> _What you have to do_: With the line containing "audience and issuer." as the start and the line containing "if validator != VALIDATOR_VALUE" as the end, transcribe that span of the entries below exactly, including both.

Collected data entries
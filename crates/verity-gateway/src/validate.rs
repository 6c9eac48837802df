//! Bearer-token validation for protected routes
//!
//! Mini-app traffic must carry the fixed `Validator: worldapp` header and a
//! bearer token signed by the identity provider. Tokens are verified RS256
//! against the issuer JWKS, which is cached in-process for ten minutes.

use crate::oidc::{AuthError, UserClaims};
use axum::http::HeaderMap;
use jsonwebtoken::{decode, decode_header, Algorithm, DecodingKey, Validation};
use serde::Deserialize;
use std::sync::RwLock;
use std::time::{Duration, Instant};
use tracing::debug;

/// Required value of the `Validator` (and `Frontend`) header
pub const VALIDATOR_VALUE: &str = "worldapp";

/// JWKS cache lifetime, matching the reference deployment
const JWKS_TTL: Duration = Duration::from_secs(600);

/// One signing key from the JWKS document
#[derive(Debug, Clone, Deserialize)]
pub struct Jwk {
    /// Key id referenced by token headers
    #[serde(default)]
    pub kid: Option<String>,
    /// Key type; only RSA keys are usable here
    pub kty: String,
    /// RSA modulus, base64url
    #[serde(default)]
    pub n: Option<String>,
    /// RSA exponent, base64url
    #[serde(default)]
    pub e: Option<String>,
}

/// The issuer's key set
#[derive(Debug, Clone, Deserialize)]
pub struct Jwks {
    /// Published signing keys
    pub keys: Vec<Jwk>,
}

/// Find the decoding key for a token's `kid`
///
/// Falls back to the first RSA key when the token carries no `kid` and the
/// set has exactly one usable key.
pub fn decoding_key_for(jwks: &Jwks, kid: Option<&str>) -> Result<DecodingKey, AuthError> {
    let rsa_keys: Vec<&Jwk> = jwks.keys.iter().filter(|k| k.kty == "RSA").collect();

    let key = match kid {
        Some(kid) => rsa_keys
            .iter()
            .find(|k| k.kid.as_deref() == Some(kid))
            .copied()
            .ok_or_else(|| AuthError::Jwks(format!("no key with kid {}", kid)))?,
        None if rsa_keys.len() == 1 => rsa_keys[0],
        None => return Err(AuthError::Jwks("token has no kid".to_string())),
    };

    let (n, e) = match (key.n.as_deref(), key.e.as_deref()) {
        (Some(n), Some(e)) => (n, e),
        _ => return Err(AuthError::Jwks("RSA key missing components".to_string())),
    };

    DecodingKey::from_rsa_components(n, e).map_err(|e| AuthError::Jwks(e.to_string()))
}

/// In-process JWKS cache with time-based refresh
pub struct JwksCache {
    uri: String,
    http: reqwest::Client,
    state: RwLock<Option<(Instant, Jwks)>>,
}

impl JwksCache {
    /// Create a cache for a JWKS endpoint
    pub fn new(uri: impl Into<String>) -> Self {
        Self {
            uri: uri.into(),
            http: reqwest::Client::new(),
            state: RwLock::new(None),
        }
    }

    /// Seed the cache directly (tests, pinned keys)
    pub fn with_keys(uri: impl Into<String>, jwks: Jwks) -> Self {
        let cache = Self::new(uri);
        *cache.state.write().unwrap() = Some((Instant::now(), jwks));
        cache
    }

    /// Return the cached key set, refreshing when stale
    pub async fn get(&self) -> Result<Jwks, AuthError> {
        if let Some((fetched_at, jwks)) = self.state.read().unwrap().clone() {
            if fetched_at.elapsed() < JWKS_TTL {
                return Ok(jwks);
            }
        }

        debug!(uri = %self.uri, "Refreshing JWKS");
        let response = self
            .http
            .get(&self.uri)
            .send()
            .await
            .map_err(|e| AuthError::Jwks(e.to_string()))?;

        if !response.status().is_success() {
            return Err(AuthError::Jwks(format!(
                "JWKS endpoint returned HTTP {}",
                response.status()
            )));
        }

        let jwks: Jwks = response
            .json()
            .await
            .map_err(|e| AuthError::Jwks(e.to_string()))?;

        *self.state.write().unwrap() = Some((Instant::now(), jwks.clone()));
        Ok(jwks)
    }
}

/// Why a bearer token was rejected
#[derive(Debug, Clone, PartialEq, Eq)]
pub enum TokenRejection {
    /// `Validator` header absent or wrong
    InvalidValidator,
    /// `Authorization` header absent or not a bearer token
    MissingBearer,
    /// Signature, audience, issuer, or expiry check failed
    InvalidToken,
}

impl TokenRejection {
    /// The 401 body message for this rejection
    pub fn message(&self) -> &'static str {
        match self {
            TokenRejection::InvalidValidator => "Invalid validator header",
            TokenRejection::MissingBearer => "No valid authorization header",
            TokenRejection::InvalidToken => "Invalid or expired token",
        }
    }
}

#[derive(Debug, Deserialize)]
struct BearerClaims {
    sub: String,
    #[serde(default)]
    name: Option<String>,
    #[serde(default)]
    email: Option<String>,
    #[serde(rename = "https://id.worldcoin.org/v1", default)]
    world: Option<WorldClaim>,
}

#[derive(Debug, Deserialize)]
struct WorldClaim {
    #[serde(default)]
    verification_level: Option<String>,
}

/// Validate the headers of a protected request
///
/// Checks the `Validator` constant, extracts the bearer token, and verifies
/// it against the cached JWKS with the expected audience and issuer.
pub async fn validate_bearer(
    headers: &HeaderMap,
    jwks_cache: &JwksCache,
    audience: &str,
    issuer: &str,
) -> Result<UserClaims, TokenRejection> {
    let validator = headers
        .get("validator")
        .and_then(|v| v.to_str().ok())
        .unwrap_or_default();
    if validator != VALIDATOR_VALUE {
        return Err(TokenRejection::InvalidValidator);
    }

    let token = headers
        .get("authorization")
        .and_then(|v| v.to_str().ok())
        .and_then(|v| v.strip_prefix("Bearer "))
        .ok_or(TokenRejection::MissingBearer)?;

    let jwks = jwks_cache
        .get()
        .await
        .map_err(|_| TokenRejection::InvalidToken)?;

    let header = decode_header(token).map_err(|_| TokenRejection::InvalidToken)?;
    let key =
        decoding_key_for(&jwks, header.kid.as_deref()).map_err(|_| TokenRejection::InvalidToken)?;

    let mut validation = Validation::new(Algorithm::RS256);
    validation.set_audience(&[audience]);
    validation.set_issuer(&[issuer]);

    let data = decode::<BearerClaims>(token, &key, &validation)
        .map_err(|_| TokenRejection::InvalidToken)?;

    let claims = data.claims;
    Ok(UserClaims {
        sub: claims.sub,
        name: claims.name,
        email: claims.email,
        verification_level: claims.world.and_then(|w| w.verification_level),
    })
}

#[cfg(test)]
mod tests {
    use super::*;
    use axum::http::HeaderValue;

    fn empty_cache() -> JwksCache {
        JwksCache::with_keys("https://id.worldcoin.org/jwks.json", Jwks { keys: Vec::new() })
    }

    #[tokio::test]
    async fn test_missing_validator_header() {
        let headers = HeaderMap::new();
        let result = validate_bearer(
            &headers,
            &empty_cache(),
            "app_abc",
            "https://id.worldcoin.org",
        )
        .await;
        assert_eq!(result, Err(TokenRejection::InvalidValidator));
    }

    #[tokio::test]
    async fn test_wrong_validator_value() {
        let mut headers = HeaderMap::new();
        headers.insert("validator", HeaderValue::from_static("someoneelse"));
        let result = validate_bearer(
            &headers,
            &empty_cache(),
            "app_abc",
            "https://id.worldcoin.org",
        )
        .await;
        assert_eq!(result, Err(TokenRejection::InvalidValidator));
    }

    #[tokio::test]
    async fn test_missing_bearer() {
        let mut headers = HeaderMap::new();
        headers.insert("validator", HeaderValue::from_static(VALIDATOR_VALUE));
        let result = validate_bearer(
            &headers,
            &empty_cache(),
            "app_abc",
            "https://id.worldcoin.org",
        )
        .await;
        assert_eq!(result, Err(TokenRejection::MissingBearer));
    }

    #[tokio::test]
    async fn test_garbage_token_rejected() {
        let mut headers = HeaderMap::new();
        headers.insert("validator", HeaderValue::from_static(VALIDATOR_VALUE));
        headers.insert(
            "authorization",
            HeaderValue::from_static("Bearer not-a-jwt"),
        );
        let result = validate_bearer(
            &headers,
            &empty_cache(),
            "app_abc",
            "https://id.worldcoin.org",
        )
        .await;
        assert_eq!(result, Err(TokenRejection::InvalidToken));
    }

    #[test]
    fn test_decoding_key_requires_matching_kid() {
        let jwks = Jwks {
            keys: vec![Jwk {
                kid: Some("key-1".to_string()),
                kty: "RSA".to_string(),
                n: Some("AQAB".to_string()),
                e: Some("AQAB".to_string()),
            }],
        };

        assert!(decoding_key_for(&jwks, Some("key-1")).is_ok());
        assert!(decoding_key_for(&jwks, Some("key-2")).is_err());
        // Single usable key also satisfies a kid-less token
        assert!(decoding_key_for(&jwks, None).is_ok());
    }

    #[test]
    fn test_decoding_key_skips_non_rsa() {
        let jwks = Jwks {
            keys: vec![Jwk {
                kid: Some("ec-key".to_string()),
                kty: "EC".to_string(),
                n: None,
                e: None,
            }],
        };
        assert!(decoding_key_for(&jwks, Some("ec-key")).is_err());
    }
}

> _Response to the exercise_:
/// it against the cached JWKS with the expected audience and issuer.
pub async fn validate_bearer(
    headers: &HeaderMap,
    jwks_cache: &JwksCache,
    audience: &str,
    issuer: &str,
) -> Result<UserClaims, TokenRejection> {
    let validator = headers
        .get("validator")
        .and_then(|v| v.to_str().ok())
        .unwrap_or_default();
    if validator != VALIDATOR_VALUE {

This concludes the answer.